UBC Theses and Dissertations
The adsorption of atropine sulfate and selected opium alkaloids and sulfonamides by kaolin Choi, Ho Pang
The adsorption interactions between kaolin and chlorpromazine hydrochloride, codeine phosphate, morphine sulfate, atropine sulfate, and four sulfonamides were studied in vitro. With the exception of chlorpromazine hydrochloride and three of the sulfonamides, these test drugs have been combined with kaolin into antidiarrheal preparations. Due to solubility problems, the adsorption of the sulfonamides by kaolin was investigated in 1:12.5 hydrochloric acid solution. All other studies were carried out in water and in pH 1.2, 3.0, and 5.0 hydrochloric acid solutions and at a temperature of 37.0°C. The data for adsorbed drugs could, in most instances, be represented graphically on the basis of either the Freundlich or Langmuir adsorption equations.

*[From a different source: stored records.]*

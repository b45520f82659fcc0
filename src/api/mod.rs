//! HTTP + WebSocket surface for the desk.

pub mod ws;

use std::sync::Arc;

use axum::{
    Json, Router,
    body::Bytes,
    extract::{Path, Query, State},
    http::StatusCode,
    response::IntoResponse,
    routing::{get, post},
};
use serde::Deserialize;
use serde_json::{Value, json};
use tower_http::cors::CorsLayer;
use tracing::{info, warn};
use uuid::Uuid;

use crate::channels::parse_raw;
use crate::desk::Desk;
use crate::error::{Error, StoreError, TransitionError, ValidationError};
use crate::orders::{NewOrder, OrderCommand, OrderState};
use crate::pipeline::routing::{RoutingRule, RoutingTable};
use crate::pipeline::types::NewMessage;

type ApiResponse = (StatusCode, Json<Value>);

/// Application state shared across handlers.
#[derive(Clone)]
pub struct AppState {
    pub desk: Arc<Desk>,
}

/// Build the Axum router with REST routes and the escalation feed.
pub fn desk_routes(desk: Arc<Desk>) -> Router {
    let state = AppState { desk };

    Router::new()
        .route("/ws", get(ws::ws_handler))
        .route("/health", get(health))
        .route("/api/messages", post(ingest_message))
        .route("/api/messages/raw", post(ingest_raw))
        .route("/api/messages/{id}", get(get_message))
        .route("/api/messages/{id}/reply", post(dispatch_reply))
        .route("/api/orders", get(list_orders).post(create_order))
        .route("/api/orders/{id}", get(get_order))
        .route("/api/orders/{id}/transition", post(transition_order))
        .route("/api/routing", get(get_routing).put(reload_routing))
        .route("/api/escalations", get(list_escalations))
        .route("/api/escalations/scan", post(run_scan))
        .route("/api/escalations/{id}/resolve", post(resolve_escalation))
        .layer(CorsLayer::permissive())
        .with_state(state)
}

// ── Errors ──────────────────────────────────────────────────────────────

fn error_response(err: &Error) -> ApiResponse {
    let (status, kind) = match err {
        Error::Validation(ValidationError::DuplicateMessage(_)) => (StatusCode::CONFLICT, "duplicate"),
        Error::Validation(_) => (StatusCode::BAD_REQUEST, "validation_error"),
        Error::Transition(e @ TransitionError::NotFound { .. }) => (StatusCode::NOT_FOUND, e.kind()),
        Error::Transition(e @ TransitionError::Illegal { .. }) => (StatusCode::CONFLICT, e.kind()),
        Error::Store(StoreError::NotFound { .. }) => (StatusCode::NOT_FOUND, "not_found"),
        Error::Store(StoreError::Duplicate { .. }) => (StatusCode::CONFLICT, "duplicate"),
        Error::Config(_) => (StatusCode::BAD_REQUEST, "config_error"),
    };
    (status, Json(json!({ "error": kind, "message": err.to_string() })))
}

fn bad_request(message: impl Into<String>) -> ApiResponse {
    (
        StatusCode::BAD_REQUEST,
        Json(json!({ "error": "validation_error", "message": message.into() })),
    )
}

fn not_found(entity: &str, id: Uuid) -> ApiResponse {
    (
        StatusCode::NOT_FOUND,
        Json(json!({ "error": "not_found", "message": format!("{entity} {id} not found") })),
    )
}

fn parse_id(id: &str) -> Result<Uuid, ApiResponse> {
    Uuid::parse_str(id).map_err(|_| bad_request(format!("Invalid id: {id}")))
}

fn to_json<T: serde::Serialize>(status: StatusCode, value: &T) -> ApiResponse {
    match serde_json::to_value(value) {
        Ok(v) => (status, Json(v)),
        Err(e) => (
            StatusCode::INTERNAL_SERVER_ERROR,
            Json(json!({ "error": "serialization", "message": e.to_string() })),
        ),
    }
}

// ── Health ──────────────────────────────────────────────────────────────

async fn health() -> impl IntoResponse {
    Json(json!({
        "status": "ok",
        "service": "order-desk"
    }))
}

// ── Messages ────────────────────────────────────────────────────────────

async fn ingest_message(State(state): State<AppState>, Json(body): Json<Value>) -> impl IntoResponse {
    let new: NewMessage = match serde_json::from_value(body) {
        Ok(m) => m,
        Err(e) => return bad_request(format!("Malformed message: {e}")),
    };
    process(&state, new).await
}

async fn ingest_raw(State(state): State<AppState>, body: Bytes) -> impl IntoResponse {
    match parse_raw(&body) {
        Ok(new) => process(&state, new).await,
        Err(e) => error_response(&Error::from(e)),
    }
}

async fn process(state: &AppState, new: NewMessage) -> ApiResponse {
    match state.desk.processor.process(new).await {
        Ok(outcome) => to_json(StatusCode::OK, &outcome),
        Err(e) => {
            warn!(error = %e, "Inbound message rejected");
            error_response(&e)
        }
    }
}

async fn get_message(State(state): State<AppState>, Path(id): Path<String>) -> impl IntoResponse {
    let id = match parse_id(&id) {
        Ok(id) => id,
        Err(resp) => return resp,
    };
    match state.desk.processor.get_message(id).await {
        Some(message) => to_json(StatusCode::OK, &message),
        None => not_found("message", id),
    }
}

async fn dispatch_reply(State(state): State<AppState>, Path(id): Path<String>) -> impl IntoResponse {
    let id = match parse_id(&id) {
        Ok(id) => id,
        Err(resp) => return resp,
    };
    match state.desk.processor.dispatch_reply(id).await {
        Ok(message) => to_json(StatusCode::OK, &message),
        Err(e) => error_response(&e),
    }
}

// ── Orders ──────────────────────────────────────────────────────────────

async fn list_orders(State(state): State<AppState>) -> impl IntoResponse {
    to_json(StatusCode::OK, &state.desk.orders.list().await)
}

async fn create_order(State(state): State<AppState>, Json(body): Json<Value>) -> impl IntoResponse {
    let request: NewOrder = match serde_json::from_value(body) {
        Ok(r) => r,
        Err(e) => return bad_request(format!("Malformed order: {e}")),
    };
    match state.desk.orders.execute(OrderCommand::Create(request)).await {
        Ok(order) => to_json(StatusCode::CREATED, &order),
        Err(e) => error_response(&e),
    }
}

async fn get_order(State(state): State<AppState>, Path(id): Path<String>) -> impl IntoResponse {
    let id = match parse_id(&id) {
        Ok(id) => id,
        Err(resp) => return resp,
    };
    match state.desk.orders.get(id).await {
        Some(order) => to_json(StatusCode::OK, &order),
        None => not_found("order", id),
    }
}

#[derive(Deserialize)]
struct TransitionRequest {
    target_state: String,
    #[serde(default)]
    actor: Option<String>,
}

async fn transition_order(
    State(state): State<AppState>,
    Path(id): Path<String>,
    Json(body): Json<Value>,
) -> impl IntoResponse {
    let order_id = match parse_id(&id) {
        Ok(id) => id,
        Err(resp) => return resp,
    };
    let request: TransitionRequest = match serde_json::from_value(body) {
        Ok(r) => r,
        Err(e) => return bad_request(format!("Malformed transition: {e}")),
    };
    let target_state: OrderState = match request.target_state.parse() {
        Ok(s) => s,
        Err(_) => return bad_request(format!("Unknown order state: {}", request.target_state)),
    };
    let actor = request.actor.unwrap_or_else(|| "api".to_string());

    let command = OrderCommand::Transition {
        order_id,
        target_state,
        actor,
    };
    match state.desk.orders.execute(command).await {
        Ok(order) => to_json(StatusCode::OK, &order),
        Err(e) => error_response(&e),
    }
}

// ── Routing ─────────────────────────────────────────────────────────────

async fn get_routing(State(state): State<AppState>) -> impl IntoResponse {
    to_json(StatusCode::OK, &*state.desk.router.snapshot())
}

/// Replace the routing table. Messages already in flight keep the old one.
async fn reload_routing(State(state): State<AppState>, Json(body): Json<Value>) -> impl IntoResponse {
    let rules: Vec<RoutingRule> = match serde_json::from_value(body) {
        Ok(r) => r,
        Err(e) => return bad_request(format!("Malformed routing rules: {e}")),
    };
    match RoutingTable::new(rules) {
        Ok(table) => {
            state.desk.router.reload(table);
            to_json(StatusCode::OK, &*state.desk.router.snapshot())
        }
        Err(e) => error_response(&Error::from(e)),
    }
}

// ── Escalations ─────────────────────────────────────────────────────────

#[derive(Deserialize)]
struct EscalationQuery {
    resolved: Option<bool>,
}

async fn list_escalations(
    State(state): State<AppState>,
    Query(query): Query<EscalationQuery>,
) -> impl IntoResponse {
    let events = state.desk.escalations.list(query.resolved).await;
    to_json(StatusCode::OK, &events)
}

async fn run_scan(State(state): State<AppState>) -> impl IntoResponse {
    let changed = state.desk.monitor.scan().await;
    to_json(StatusCode::OK, &changed)
}

async fn resolve_escalation(State(state): State<AppState>, Path(id): Path<String>) -> impl IntoResponse {
    let id = match parse_id(&id) {
        Ok(id) => id,
        Err(resp) => return resp,
    };
    match state.desk.escalations.resolve_by_id(id).await {
        Some(event) => {
            info!(escalation_id = %id, "Escalation resolved via API");
            to_json(StatusCode::OK, &event)
        }
        None => not_found("open escalation", id),
    }
}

However, several of the adsorption isotherms were classified according to the system outlined by Giles and his co-workers (1960). Desorption studies for adsorbed drugs were carried out in aqueous solution. Under the experimental conditions cited, the sulfonamides were not adsorbed by kaolin. All other test drugs were adsorbed by this clay. In general, adsorption varied with the pH of the adsorption medium. With the exception of atropine sulfate, the adsorption of chlorpromazine hydrochloride and the opium alkaloids appears to be a reversible process. On the basis of data obtained, it was estimated that over 90% of a normal dose of chlorpromazine hydrochloride, atropine sulfate, morphine sulfate, or codeine phosphate would be adsorbed by a normal dose (six gm.) of kaolin if the drug and the adsorbent were allowed to equilibrate in 40 ml. of water. The in vivo significance of these results is not known. However, on the basis of in vivo data for lincomycin hydrochloride (Wagner, 1966) and a limited number of other drugs, decreases in plasma levels following concurrent administration of kaolin containing preparations are greater than those that might be predicted by in vitro data. This may, therefore, imply that the incorporation of opium alkaloids or atropine sulfate into antidiarrheal preparations containing kaolin is undesirable but the final proof of such an assumption must be based on carefully controlled studies in man. This abstract represents the true contents of the thesis submitted.